▶ _WHAT THE TASK REQUIRES_: Count the lines in the records below that contain the word "Sequence", and give only that count.

##### DATA #####

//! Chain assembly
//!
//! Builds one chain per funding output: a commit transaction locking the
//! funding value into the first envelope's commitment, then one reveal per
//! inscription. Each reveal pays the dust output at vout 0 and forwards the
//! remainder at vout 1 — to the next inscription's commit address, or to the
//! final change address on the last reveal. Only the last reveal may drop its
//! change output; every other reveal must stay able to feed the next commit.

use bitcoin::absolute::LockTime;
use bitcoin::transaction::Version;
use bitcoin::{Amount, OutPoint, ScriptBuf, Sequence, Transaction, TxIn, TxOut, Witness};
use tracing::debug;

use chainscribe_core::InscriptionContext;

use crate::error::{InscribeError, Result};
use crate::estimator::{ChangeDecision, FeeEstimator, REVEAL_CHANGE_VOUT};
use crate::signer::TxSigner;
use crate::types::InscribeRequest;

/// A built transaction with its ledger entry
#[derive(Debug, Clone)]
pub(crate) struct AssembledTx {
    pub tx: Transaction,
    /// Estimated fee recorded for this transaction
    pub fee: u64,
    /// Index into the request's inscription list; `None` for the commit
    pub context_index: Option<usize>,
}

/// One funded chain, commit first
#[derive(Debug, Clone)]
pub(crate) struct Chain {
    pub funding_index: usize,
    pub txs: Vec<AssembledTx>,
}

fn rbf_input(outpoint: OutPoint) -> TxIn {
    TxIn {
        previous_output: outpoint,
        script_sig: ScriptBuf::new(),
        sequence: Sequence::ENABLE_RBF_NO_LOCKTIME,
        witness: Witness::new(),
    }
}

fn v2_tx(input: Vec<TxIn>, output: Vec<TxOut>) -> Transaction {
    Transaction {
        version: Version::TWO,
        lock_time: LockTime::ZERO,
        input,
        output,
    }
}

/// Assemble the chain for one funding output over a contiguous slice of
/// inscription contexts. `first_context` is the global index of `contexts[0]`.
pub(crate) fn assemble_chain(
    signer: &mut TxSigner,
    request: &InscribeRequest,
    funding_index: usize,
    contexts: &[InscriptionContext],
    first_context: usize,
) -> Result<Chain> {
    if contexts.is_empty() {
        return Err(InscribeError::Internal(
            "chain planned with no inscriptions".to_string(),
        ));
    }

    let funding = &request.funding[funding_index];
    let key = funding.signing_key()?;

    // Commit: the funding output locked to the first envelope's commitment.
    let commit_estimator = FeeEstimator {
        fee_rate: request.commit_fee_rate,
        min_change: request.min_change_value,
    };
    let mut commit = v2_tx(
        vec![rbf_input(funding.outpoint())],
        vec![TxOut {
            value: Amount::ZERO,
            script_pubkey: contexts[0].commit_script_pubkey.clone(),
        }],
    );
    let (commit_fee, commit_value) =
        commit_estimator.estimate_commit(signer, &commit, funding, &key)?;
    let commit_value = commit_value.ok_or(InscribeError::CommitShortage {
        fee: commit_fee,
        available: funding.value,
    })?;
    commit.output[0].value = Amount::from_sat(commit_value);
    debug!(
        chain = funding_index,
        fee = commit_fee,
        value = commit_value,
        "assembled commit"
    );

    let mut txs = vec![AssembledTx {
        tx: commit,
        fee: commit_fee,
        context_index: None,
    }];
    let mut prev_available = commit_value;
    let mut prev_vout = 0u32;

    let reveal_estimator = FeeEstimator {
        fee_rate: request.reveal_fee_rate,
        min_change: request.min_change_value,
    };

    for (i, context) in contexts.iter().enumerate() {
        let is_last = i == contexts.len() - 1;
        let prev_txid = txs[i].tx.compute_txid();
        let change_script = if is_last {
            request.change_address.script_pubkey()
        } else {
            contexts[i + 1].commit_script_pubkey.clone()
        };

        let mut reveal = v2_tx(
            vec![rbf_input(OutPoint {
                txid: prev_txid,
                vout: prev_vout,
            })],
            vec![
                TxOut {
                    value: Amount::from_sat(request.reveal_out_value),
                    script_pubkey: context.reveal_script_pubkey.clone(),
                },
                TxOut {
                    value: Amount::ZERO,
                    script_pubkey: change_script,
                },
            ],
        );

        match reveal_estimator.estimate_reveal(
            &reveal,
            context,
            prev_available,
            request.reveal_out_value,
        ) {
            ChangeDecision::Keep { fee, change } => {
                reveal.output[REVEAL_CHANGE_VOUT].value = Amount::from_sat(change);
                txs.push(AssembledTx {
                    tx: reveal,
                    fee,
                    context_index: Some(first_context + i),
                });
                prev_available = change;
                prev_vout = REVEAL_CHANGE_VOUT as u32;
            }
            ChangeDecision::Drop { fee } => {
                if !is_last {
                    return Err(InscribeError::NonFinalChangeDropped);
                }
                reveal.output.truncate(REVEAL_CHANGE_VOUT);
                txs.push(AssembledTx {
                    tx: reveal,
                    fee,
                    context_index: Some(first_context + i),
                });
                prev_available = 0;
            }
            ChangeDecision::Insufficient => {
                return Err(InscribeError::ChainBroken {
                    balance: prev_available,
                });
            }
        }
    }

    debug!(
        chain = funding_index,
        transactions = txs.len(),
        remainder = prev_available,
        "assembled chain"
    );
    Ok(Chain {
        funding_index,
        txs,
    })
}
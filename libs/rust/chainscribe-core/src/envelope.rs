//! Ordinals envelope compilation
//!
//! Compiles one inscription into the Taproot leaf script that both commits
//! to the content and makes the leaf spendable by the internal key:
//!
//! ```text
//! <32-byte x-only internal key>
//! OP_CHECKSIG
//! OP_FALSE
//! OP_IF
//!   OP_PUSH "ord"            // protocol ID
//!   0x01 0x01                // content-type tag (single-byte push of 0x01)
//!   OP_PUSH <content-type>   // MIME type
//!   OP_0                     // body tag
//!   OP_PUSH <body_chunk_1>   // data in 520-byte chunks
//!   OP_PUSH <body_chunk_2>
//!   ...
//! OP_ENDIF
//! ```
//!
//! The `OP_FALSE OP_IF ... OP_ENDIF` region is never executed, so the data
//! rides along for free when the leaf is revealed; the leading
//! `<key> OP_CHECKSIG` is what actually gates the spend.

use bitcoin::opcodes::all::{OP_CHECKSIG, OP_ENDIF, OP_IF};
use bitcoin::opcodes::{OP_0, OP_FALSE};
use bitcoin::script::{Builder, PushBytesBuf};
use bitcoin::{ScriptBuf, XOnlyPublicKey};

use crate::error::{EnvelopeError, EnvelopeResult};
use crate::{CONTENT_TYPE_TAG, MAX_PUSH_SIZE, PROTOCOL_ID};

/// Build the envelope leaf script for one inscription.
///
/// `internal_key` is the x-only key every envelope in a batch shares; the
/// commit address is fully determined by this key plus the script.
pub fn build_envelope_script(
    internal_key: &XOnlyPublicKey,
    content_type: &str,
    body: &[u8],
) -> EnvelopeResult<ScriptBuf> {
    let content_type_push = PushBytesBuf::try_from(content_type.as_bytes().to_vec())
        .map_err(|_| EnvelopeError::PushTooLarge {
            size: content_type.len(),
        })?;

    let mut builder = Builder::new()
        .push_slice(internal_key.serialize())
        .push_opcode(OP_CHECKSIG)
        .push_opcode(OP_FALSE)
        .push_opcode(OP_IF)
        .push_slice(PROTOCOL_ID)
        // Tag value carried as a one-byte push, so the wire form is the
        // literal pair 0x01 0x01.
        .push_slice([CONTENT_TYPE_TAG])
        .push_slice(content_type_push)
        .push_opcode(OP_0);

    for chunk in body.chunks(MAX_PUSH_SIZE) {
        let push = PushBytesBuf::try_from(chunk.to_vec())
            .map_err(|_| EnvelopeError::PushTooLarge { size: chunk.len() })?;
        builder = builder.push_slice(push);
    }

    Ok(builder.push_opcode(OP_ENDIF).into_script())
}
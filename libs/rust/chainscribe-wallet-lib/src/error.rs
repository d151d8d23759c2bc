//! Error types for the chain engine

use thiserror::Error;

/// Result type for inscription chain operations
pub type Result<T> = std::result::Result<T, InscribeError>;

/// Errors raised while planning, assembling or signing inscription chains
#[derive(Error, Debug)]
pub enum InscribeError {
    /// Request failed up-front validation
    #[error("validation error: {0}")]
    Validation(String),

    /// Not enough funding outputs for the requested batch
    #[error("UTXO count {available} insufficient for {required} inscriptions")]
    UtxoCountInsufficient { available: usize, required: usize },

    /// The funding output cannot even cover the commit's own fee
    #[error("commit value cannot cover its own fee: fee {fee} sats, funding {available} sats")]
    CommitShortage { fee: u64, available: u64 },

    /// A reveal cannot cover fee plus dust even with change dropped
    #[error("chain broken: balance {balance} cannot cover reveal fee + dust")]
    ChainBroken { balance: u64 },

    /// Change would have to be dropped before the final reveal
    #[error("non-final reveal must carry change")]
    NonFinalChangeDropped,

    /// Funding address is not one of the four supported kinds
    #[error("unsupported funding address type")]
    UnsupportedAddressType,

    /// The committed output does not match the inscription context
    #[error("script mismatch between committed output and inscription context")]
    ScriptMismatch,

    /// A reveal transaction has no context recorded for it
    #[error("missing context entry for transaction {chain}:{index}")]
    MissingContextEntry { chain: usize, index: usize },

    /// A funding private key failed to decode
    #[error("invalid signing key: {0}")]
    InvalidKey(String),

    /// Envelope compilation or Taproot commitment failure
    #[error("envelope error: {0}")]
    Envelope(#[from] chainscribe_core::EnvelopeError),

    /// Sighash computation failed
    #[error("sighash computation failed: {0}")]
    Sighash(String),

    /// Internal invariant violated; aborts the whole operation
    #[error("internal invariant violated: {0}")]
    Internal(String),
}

#####
##### DATA #####

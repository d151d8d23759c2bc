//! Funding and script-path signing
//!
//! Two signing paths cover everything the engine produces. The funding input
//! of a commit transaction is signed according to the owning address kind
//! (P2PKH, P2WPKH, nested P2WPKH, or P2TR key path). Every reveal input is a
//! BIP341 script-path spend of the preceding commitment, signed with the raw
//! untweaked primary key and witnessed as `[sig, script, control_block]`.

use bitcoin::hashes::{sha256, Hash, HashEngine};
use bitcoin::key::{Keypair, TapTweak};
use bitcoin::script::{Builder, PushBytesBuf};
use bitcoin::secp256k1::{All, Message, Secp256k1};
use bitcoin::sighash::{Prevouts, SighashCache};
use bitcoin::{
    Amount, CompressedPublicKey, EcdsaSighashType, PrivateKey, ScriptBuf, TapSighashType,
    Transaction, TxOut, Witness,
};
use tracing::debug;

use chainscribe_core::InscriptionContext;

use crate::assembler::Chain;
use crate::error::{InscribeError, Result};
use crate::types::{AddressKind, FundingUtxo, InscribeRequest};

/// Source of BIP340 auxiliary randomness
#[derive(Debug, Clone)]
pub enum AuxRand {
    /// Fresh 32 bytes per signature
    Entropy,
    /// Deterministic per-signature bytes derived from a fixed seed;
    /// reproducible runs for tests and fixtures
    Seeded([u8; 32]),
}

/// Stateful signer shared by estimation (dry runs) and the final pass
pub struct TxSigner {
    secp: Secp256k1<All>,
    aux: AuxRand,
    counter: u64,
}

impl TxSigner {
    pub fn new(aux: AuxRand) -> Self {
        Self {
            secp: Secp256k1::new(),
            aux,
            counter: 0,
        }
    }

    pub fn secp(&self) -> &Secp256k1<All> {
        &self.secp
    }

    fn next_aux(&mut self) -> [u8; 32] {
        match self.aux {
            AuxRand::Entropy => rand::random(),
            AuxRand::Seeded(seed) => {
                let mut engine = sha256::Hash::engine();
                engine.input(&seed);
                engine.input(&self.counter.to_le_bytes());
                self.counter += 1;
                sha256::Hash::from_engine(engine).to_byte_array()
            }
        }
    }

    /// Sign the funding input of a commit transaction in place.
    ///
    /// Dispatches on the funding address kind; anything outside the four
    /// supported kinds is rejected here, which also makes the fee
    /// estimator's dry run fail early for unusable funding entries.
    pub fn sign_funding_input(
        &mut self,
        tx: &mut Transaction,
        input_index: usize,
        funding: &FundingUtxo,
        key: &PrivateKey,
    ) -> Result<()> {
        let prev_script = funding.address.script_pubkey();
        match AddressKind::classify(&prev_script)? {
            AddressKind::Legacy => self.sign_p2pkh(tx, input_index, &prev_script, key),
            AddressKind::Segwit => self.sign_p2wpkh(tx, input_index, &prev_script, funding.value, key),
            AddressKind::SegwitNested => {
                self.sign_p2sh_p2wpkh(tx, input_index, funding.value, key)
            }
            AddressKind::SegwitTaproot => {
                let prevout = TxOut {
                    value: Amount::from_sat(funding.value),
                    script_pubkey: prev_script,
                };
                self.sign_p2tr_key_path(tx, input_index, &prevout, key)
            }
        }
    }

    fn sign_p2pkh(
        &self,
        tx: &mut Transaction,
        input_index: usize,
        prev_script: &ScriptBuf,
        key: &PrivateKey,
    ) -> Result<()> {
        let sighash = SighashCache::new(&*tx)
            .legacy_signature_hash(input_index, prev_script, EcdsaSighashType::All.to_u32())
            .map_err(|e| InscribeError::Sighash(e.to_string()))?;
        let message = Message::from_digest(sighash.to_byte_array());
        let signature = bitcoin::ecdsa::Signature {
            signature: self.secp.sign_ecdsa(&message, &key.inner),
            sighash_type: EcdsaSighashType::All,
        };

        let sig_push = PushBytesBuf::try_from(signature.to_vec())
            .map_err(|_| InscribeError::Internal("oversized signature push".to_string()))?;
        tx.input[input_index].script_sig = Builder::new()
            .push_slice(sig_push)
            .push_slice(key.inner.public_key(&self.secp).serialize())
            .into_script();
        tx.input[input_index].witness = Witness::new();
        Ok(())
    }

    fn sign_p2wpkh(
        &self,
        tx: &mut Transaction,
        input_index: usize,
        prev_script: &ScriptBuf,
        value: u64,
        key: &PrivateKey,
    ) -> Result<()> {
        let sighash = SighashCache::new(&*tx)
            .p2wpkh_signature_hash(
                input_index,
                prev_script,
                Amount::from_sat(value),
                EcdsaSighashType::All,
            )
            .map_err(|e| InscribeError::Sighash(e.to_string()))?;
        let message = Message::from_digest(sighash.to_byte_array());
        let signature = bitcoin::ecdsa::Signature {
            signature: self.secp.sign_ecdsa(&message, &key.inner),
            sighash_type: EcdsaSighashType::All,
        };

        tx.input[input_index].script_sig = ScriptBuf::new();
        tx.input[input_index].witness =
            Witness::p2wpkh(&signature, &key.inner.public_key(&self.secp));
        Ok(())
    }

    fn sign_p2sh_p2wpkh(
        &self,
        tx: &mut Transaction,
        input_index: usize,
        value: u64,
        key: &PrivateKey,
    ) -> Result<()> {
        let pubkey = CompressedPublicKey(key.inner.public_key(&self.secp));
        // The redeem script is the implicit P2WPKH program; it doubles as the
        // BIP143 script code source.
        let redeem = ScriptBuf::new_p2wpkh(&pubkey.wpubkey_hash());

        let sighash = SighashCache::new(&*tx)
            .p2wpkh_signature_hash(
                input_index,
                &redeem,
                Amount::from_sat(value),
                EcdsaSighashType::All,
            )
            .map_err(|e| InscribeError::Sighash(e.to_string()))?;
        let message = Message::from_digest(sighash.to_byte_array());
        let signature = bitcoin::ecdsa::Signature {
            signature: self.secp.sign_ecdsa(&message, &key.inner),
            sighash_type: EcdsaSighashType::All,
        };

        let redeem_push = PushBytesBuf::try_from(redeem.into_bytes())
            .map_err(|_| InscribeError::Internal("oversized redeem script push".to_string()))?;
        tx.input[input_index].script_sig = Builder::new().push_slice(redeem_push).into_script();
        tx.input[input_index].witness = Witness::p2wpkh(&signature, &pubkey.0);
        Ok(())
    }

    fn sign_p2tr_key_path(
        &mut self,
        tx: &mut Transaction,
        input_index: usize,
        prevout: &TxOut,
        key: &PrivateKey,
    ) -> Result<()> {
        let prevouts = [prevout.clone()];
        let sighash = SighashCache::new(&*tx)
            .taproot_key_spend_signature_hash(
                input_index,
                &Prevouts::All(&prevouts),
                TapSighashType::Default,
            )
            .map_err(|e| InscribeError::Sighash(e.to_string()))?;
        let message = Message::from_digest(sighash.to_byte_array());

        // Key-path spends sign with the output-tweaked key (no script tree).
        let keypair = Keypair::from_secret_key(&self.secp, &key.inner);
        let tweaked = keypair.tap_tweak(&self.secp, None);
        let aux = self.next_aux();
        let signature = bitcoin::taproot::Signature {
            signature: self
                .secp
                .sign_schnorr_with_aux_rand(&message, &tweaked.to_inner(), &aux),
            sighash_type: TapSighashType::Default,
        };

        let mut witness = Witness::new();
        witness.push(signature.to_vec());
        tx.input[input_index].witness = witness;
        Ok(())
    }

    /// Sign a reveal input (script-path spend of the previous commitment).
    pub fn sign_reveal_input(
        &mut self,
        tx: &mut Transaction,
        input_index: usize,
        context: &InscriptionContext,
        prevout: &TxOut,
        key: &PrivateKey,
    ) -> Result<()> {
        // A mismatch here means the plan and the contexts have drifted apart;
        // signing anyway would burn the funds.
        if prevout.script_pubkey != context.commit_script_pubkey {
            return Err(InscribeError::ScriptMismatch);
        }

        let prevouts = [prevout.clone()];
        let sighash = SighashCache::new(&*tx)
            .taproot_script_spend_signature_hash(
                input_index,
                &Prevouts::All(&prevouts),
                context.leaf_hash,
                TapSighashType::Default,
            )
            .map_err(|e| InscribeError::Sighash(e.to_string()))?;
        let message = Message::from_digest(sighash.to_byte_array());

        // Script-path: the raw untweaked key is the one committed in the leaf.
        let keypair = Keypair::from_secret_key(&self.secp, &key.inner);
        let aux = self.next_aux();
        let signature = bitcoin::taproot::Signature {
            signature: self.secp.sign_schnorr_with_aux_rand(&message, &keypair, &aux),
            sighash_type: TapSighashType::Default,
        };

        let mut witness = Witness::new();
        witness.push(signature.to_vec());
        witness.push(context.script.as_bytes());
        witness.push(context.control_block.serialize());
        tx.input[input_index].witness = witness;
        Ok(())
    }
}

#####

▶ _ANSWER FOR THIS EXERCISE_: 2